Board member of an infrastructure company operating in South America

Latin America offers a myriad of opportunities across various infrastructure sectors. Numerous transportation projects are underway, from road and rail development to airport expansions and port improvements. The energy sector is ripe for investment in renewable energy projects and upgrades to existing infrastructure. Additionally, there is a pressing need for water and sanitation projects to bridge significant gaps in access to clean water and sanitation services. 

“In Peru, you have a backlog of projects…for dams, trains etc. that were left stalled, and even now, after four years, these projects are still at a standstill,” commented the infrastructure company board member. The Boluarte government is now striving to reinvigorate these initiatives. For instance, the substantial Proyecto Majes Siguas II, intended to irrigate 40,000 hectares and include several dams and hydroelectric plants, has been shunned, “nobody wants to touch it because it seems there were corruption issues when it was concessioned,” explained the board member. 

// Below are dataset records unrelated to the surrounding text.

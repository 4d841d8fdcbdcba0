//! OS identity lookups.
//!
//! Ownership is recorded and restored by *name*, so a restore on another
//! machine maps to that machine's ids. A name that does not resolve is an
//! error; there is no fallback identity.

use std::path::Path;

use nix::unistd::{Gid, Group, Uid, User};

use crate::error::{KeybankError, Result};

pub trait IdentityResolver {
    fn user_name(&self, uid: u32) -> Result<String>;
    fn group_name(&self, gid: u32) -> Result<String>;
    fn uid(&self, name: &str) -> Result<u32>;
    fn gid(&self, name: &str) -> Result<u32>;

    /// Name of the user running this process.
    fn current_user(&self) -> Result<String> {
        self.user_name(nix::unistd::getuid().as_raw())
    }
}

/// Resolves against the system's passwd and group databases.
#[derive(Debug, Default, Clone, Copy)]
pub struct SystemIdentity;

impl IdentityResolver for SystemIdentity {
    fn user_name(&self, uid: u32) -> Result<String> {
        User::from_uid(Uid::from_raw(uid))?
            .map(|u| u.name)
            .ok_or_else(|| KeybankError::Identity(format!("no user with uid {uid}")))
    }

    fn group_name(&self, gid: u32) -> Result<String> {
        Group::from_gid(Gid::from_raw(gid))?
            .map(|g| g.name)
            .ok_or_else(|| KeybankError::Identity(format!("no group with gid {gid}")))
    }

    fn uid(&self, name: &str) -> Result<u32> {
        User::from_name(name)?
            .map(|u| u.uid.as_raw())
            .ok_or_else(|| KeybankError::Identity(format!("cannot find user {name}")))
    }

    fn gid(&self, name: &str) -> Result<u32> {
        Group::from_name(name)?
            .map(|g| g.gid.as_raw())
            .ok_or_else(|| KeybankError::Identity(format!("cannot find group {name}")))
    }
}

/// Numeric ownership resolved from names; `None` leaves that id unchanged.
#[derive(Debug, Clone, Copy, Default, PartialEq, Eq)]
pub struct Ownership {
    pub uid: Option<u32>,
    pub gid: Option<u32>,
}

impl Ownership {
    pub fn resolve(
        identity: &dyn IdentityResolver,
        owner: Option<&str>,
        group: Option<&str>,
    ) -> Result<Self> {
        Ok(Self {
            uid: owner.map(|name| identity.uid(name)).transpose()?,
            gid: group.map(|name| identity.gid(name)).transpose()?,
        })
    }

    pub fn is_empty(&self) -> bool {
        self.uid.is_none() && self.gid.is_none()
    }

    pub fn apply(&self, path: &Path) -> Result<()> {
        if self.is_empty() {
            return Ok(());
        }
        nix::unistd::chown(path, self.uid.map(Uid::from_raw), self.gid.map(Gid::from_raw))?;
        Ok(())
    }
}


#[cfg(test)]
mod tests {
    use super::*;
    use std::os::unix::fs::MetadataExt;
    use tempfile::TempDir;

    #[test]
    fn test_system_identity_roundtrip_current_user() {
        let identity = SystemIdentity;
        let uid = nix::unistd::getuid().as_raw();
        let name = identity.user_name(uid).unwrap();
        assert_eq!(identity.uid(&name).unwrap(), uid);
        assert_eq!(identity.current_user().unwrap(), name);
    }

    #[test]
    fn test_unknown_user_is_error() {
        let identity = SystemIdentity;
        let err = identity.uid("no-such-user-keybank-test").unwrap_err();
        assert!(matches!(err, KeybankError::Identity(_)));
        assert!(identity.gid("no-such-group-keybank-test").is_err());
    }

    #[test]
    fn test_ownership_resolve_and_apply() {
        let temp = TempDir::new().unwrap();
        let path = temp.path().join("file");
        std::fs::write(&path, "x").unwrap();

        let ownership =
            Ownership::resolve(&fake::FakeIdentity, Some(fake::USER), Some(fake::GROUP)).unwrap();
        ownership.apply(&path).unwrap();

        let meta = std::fs::metadata(&path).unwrap();
        assert_eq!(Some(meta.uid()), ownership.uid);
        assert_eq!(Some(meta.gid()), ownership.gid);
    }

    #[test]
    fn test_ownership_resolution_fails_fast() {
        let result = Ownership::resolve(&fake::FakeIdentity, Some("nobody-here"), None);
        assert!(matches!(result, Err(KeybankError::Identity(_))));
        assert!(Ownership::resolve(&fake::FakeIdentity, None, None)
            .unwrap()
            .is_empty());
    }
}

Similarly, the Anillo Vial Pereférico project, recently awarded after a decade-long delay, faces daunting challenges due to ambiguous expropriation laws. The board member stated, “This project will be a real headache because of the number of expropriations that will need to be done, and the expropriation law in Peru is unclear.”   

Moreover, Lima’s metro expansion is drastically behind schedule, with only “line one, which was built during Alan Garcia’s government, finished.” The board member expanded, “Line two, which should have been finished in 2016, is still in progress and will be finished in 2027/2028, and lines 3, 5 and 6 are still missing.” The infrastructure board member concluded, “These are gigantic projects that I believe will be put out to tender in the coming years because Lima needs a metro system.”    

In contrast, Colombia struggles with the diminished capacity of the state to manage and execute infrastructure projects efficiently. “It has become much more difficult to manage an infrastructure project; the permits are a headache, and the labour law is terrifying,” commented the director. However, this doesn’t deter “Petro’s government slowly promoting infrastructure in his country.”   

“It has become much more difficult to manage an infrastructure project; the permits are a headache, and the labour law is terrifying.”

Board member of an infrastructure company operating in South America

Luckily, Chile presents a more favourable scenario making it arguably the most accommodating environment for infrastructure projects in the region. One of the great things that former President Lagos did was to build all the roads and concessionaires; his focus was infrastructure, and he did it strategically.” The LatAm infrastructure company board member elaborated, “Chile is the friendliest infrastructure country, in Peru there are going to be more projects, and in Colombia, it has been a nightmare lately.”  

The infrastructure sector’s environment for mergers and acquisitions (“M&A”) varies by country. While some nations might see increased M&A activity driven by consolidation and portfolio optimisation, others may experience a slowdown due to regulatory uncertainties and economic challenges. Overall, the M&A activity in infrastructure is expected to be moderate, focusing on strategic deals that enhance market presence and capabilities. 

Despite these opportunities, the region faces several challenges that could impact the pace and success of infrastructure projects. Bureaucratic hurdles and decision-making paralysis are considerable obstacles, with governments often struggling to streamline procurement and contracting processes. This leads to delays and inefficiencies in project implementation. Moreover, corruption and political instability are significant risks that can deter investment and complicate project execution. The successful execution of these infrastructure projects will be pivotal in determining Latin America’s future growth and development trajectory.